:: GIVEN DATA ::
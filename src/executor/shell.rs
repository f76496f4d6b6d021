//! Shell commands in a persistent per-caller directory.
//!
//! Unlike snippet execution, the working directory survives across calls
//! so a caller can build up files over a session. The same deadline and
//! output ceiling apply, plus a substring blocklist checked before any
//! process is spawned.

use std::time::Instant;
use tokio::process::Command;
use tracing::{debug, warn};

use super::outcome::{ExecutionResult, FailureKind};
use super::runner::CodeExecutor;
use super::spawn::run_with_deadline;
use super::workspace::caller_dir;

impl CodeExecutor {
    /// Run `bash -c <command>` in the caller's persistent directory under
    /// the workspace root. Commands matching the blocklist are rejected
    /// with `FailureKind::Blocked` before any process exists.
    pub async fn run_command(&self, command: &str, caller: Option<&str>) -> ExecutionResult {
        let started = Instant::now();

        if let Some(pattern) = blocked_pattern(command, &self.blocked_commands) {
            warn!(pattern, "blocked shell command");
            return ExecutionResult::failure(
                FailureKind::Blocked,
                Some(format!("command blocked by policy: matches {:?}", pattern)),
                started.elapsed(),
            );
        }

        let dir = match caller_dir(&self.workspace_root, caller) {
            Ok(dir) => dir,
            Err(e) => {
                return ExecutionResult::failure(
                    FailureKind::Internal,
                    Some(format!("failed to create caller directory: {}", e)),
                    started.elapsed(),
                );
            }
        };

        debug!(dir = %dir.display(), "running shell command");

        let mut cmd = Command::new("bash");
        cmd.arg("-c").arg(command).current_dir(&dir);

        match run_with_deadline(cmd, self.deadline, self.max_output_bytes).await {
            Ok(capture) => self.finish(capture, started.elapsed()),
            Err(e) => ExecutionResult::failure(
                FailureKind::SpawnError,
                Some(format!("failed to spawn bash: {}", e)),
                started.elapsed(),
            ),
        }
    }
}

/// First blocklist entry the command matches, if any. Case-insensitive
/// substring match.
fn blocked_pattern<'a>(command: &str, blocklist: &'a [String]) -> Option<&'a str> {
    let lowered = command.to_lowercase();
    blocklist
        .iter()
        .find(|pattern| lowered.contains(pattern.to_lowercase().as_str()))
        .map(String::as_str)
}

#[cfg(test)]
mod tests {
    use super::*;
    use crate::config::ExecutorConfig;
    use tempfile::TempDir;

    fn executor(root: &TempDir) -> CodeExecutor {
        CodeExecutor::new(root.path(), &ExecutorConfig::default()).unwrap()
    }

    #[test]
    fn test_blocked_pattern_matching() {
        let blocklist = vec!["rm -rf".to_string(), "sudo".to_string()];
        assert_eq!(blocked_pattern("rm -rf /", &blocklist), Some("rm -rf"));
        assert_eq!(blocked_pattern("SUDO apt install", &blocklist), Some("sudo"));
        assert_eq!(blocked_pattern("echo hi", &blocklist), None);
    }

    #[tokio::test]
    async fn test_echo_in_caller_dir() {
        let root = TempDir::new().unwrap();
        let result = executor(&root).run_command("echo hi", Some("user-1")).await;
        assert!(result.succeeded);
        assert_eq!(result.stdout, "hi\n");
        assert_eq!(result.failure_kind, FailureKind::None);
    }

    #[tokio::test]
    async fn test_blocked_command_spawns_nothing() {
        let root = TempDir::new().unwrap();
        let result = executor(&root)
            .run_command("sudo rm -rf /", Some("user-1"))
            .await;
        assert!(!result.succeeded);
        assert_eq!(result.failure_kind, FailureKind::Blocked);
        assert!(result.diagnostic.is_some());
        // Rejected before the caller directory was even created.
        assert_eq!(std::fs::read_dir(root.path()).unwrap().count(), 0);
    }

    #[tokio::test]
    async fn test_caller_dir_persists_across_commands() {
        let root = TempDir::new().unwrap();
        let ex = executor(&root);
        let write = ex
            .run_command("echo data > state.txt", Some("user-2"))
            .await;
        assert!(write.succeeded);
        let read = ex.run_command("cat state.txt", Some("user-2")).await;
        assert!(read.succeeded);
        assert_eq!(read.stdout, "data\n");
    }
}
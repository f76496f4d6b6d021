use anyhow::Result;

use crate::executor::supported_languages;

pub async fn run() -> Result<()> {
    println!("Registered languages:");
    for info in supported_languages() {
        let status = if info.available {
            "ok"
        } else {
            "interpreter missing"
        };
        println!(
            "  {:<12} {:<12} {:<5} {}",
            info.name, info.key, info.extension, status
        );
    }
    Ok(())
}
//! Toast notification context and stack renderer.

use leptos::prelude::*;

use crate::state::toast::{ToastKind, ToastState};

/// How long a toast stays on screen before it expires.
#[cfg(feature = "hydrate")]
const TOAST_TTL_MS: u32 = 5_000;

/// Handle for pushing toasts from anywhere in the tree.
///
/// Fire-and-forget: pushing never fails, even from a spawned task that
/// outlives the component that pushed (writes go through `try_update`).
#[derive(Clone, Copy)]
pub struct Toasts(RwSignal<ToastState>);

impl Toasts {
    pub fn new() -> Self {
        Self(RwSignal::new(ToastState::default()))
    }

    /// Show a success toast.
    pub fn success(self, text: impl Into<String>) {
        self.push(ToastKind::Success, text.into());
    }

    /// Show a failure toast.
    pub fn error(self, text: impl Into<String>) {
        self.push(ToastKind::Error, text.into());
    }

    fn push(self, kind: ToastKind, text: String) {
        let id = self.0.try_update(|s| s.push(kind, text));

        // Auto-expire in the browser; dismissal by click still works.
        #[cfg(feature = "hydrate")]
        {
            if let Some(id) = id {
                leptos::task::spawn_local(async move {
                    gloo_timers::future::TimeoutFuture::new(TOAST_TTL_MS).await;
                    self.dismiss(&id);
                });
            }
        }
        #[cfg(not(feature = "hydrate"))]
        {
            let _ = id;
        }
    }

    fn dismiss(self, id: &str) {
        self.0.try_update(|s| s.dismiss(id));
    }
}

impl Default for Toasts {
    fn default() -> Self {
        Self::new()
    }
}

/// Renders the active toasts; clicking a toast dismisses it.
#[component]
pub fn ToastStack() -> impl IntoView {
    let toasts = expect_context::<Toasts>();

    view! {
        <div class="toast-stack">
            {move || {
                toasts
                    .0
                    .get()
                    .toasts
                    .into_iter()
                    .map(|toast| {
                        let kind_class = match toast.kind {
                            ToastKind::Success => "toast--success",
                            ToastKind::Error => "toast--error",
                        };
                        let id = toast.id.clone();
                        view! {
                            <div
                                class=format!("toast {kind_class}")
                                on:click=move |_| toasts.dismiss(&id)
                            >
                                <span class="toast__text">{toast.text}</span>
                            </div>
                        }
                    })
                    .collect::<Vec<_>>()
            }}
        </div>
    }
}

:: HOW TO COMPLETE THIS TASK ::
Look above and return each line of the records exactly, from the very first through the line with "checked before any", both included.

:: SOLUTION FOR THIS PROBLEM ::
filename src/executor/shell.rs
repository f76496f4d6b6d021
//! Shell commands in a persistent per-caller directory.
//!
//! Unlike snippet execution, the working directory survives across calls
//! so a caller can build up files over a session. The same deadline and
//! output ceiling apply, plus a substring blocklist checked before any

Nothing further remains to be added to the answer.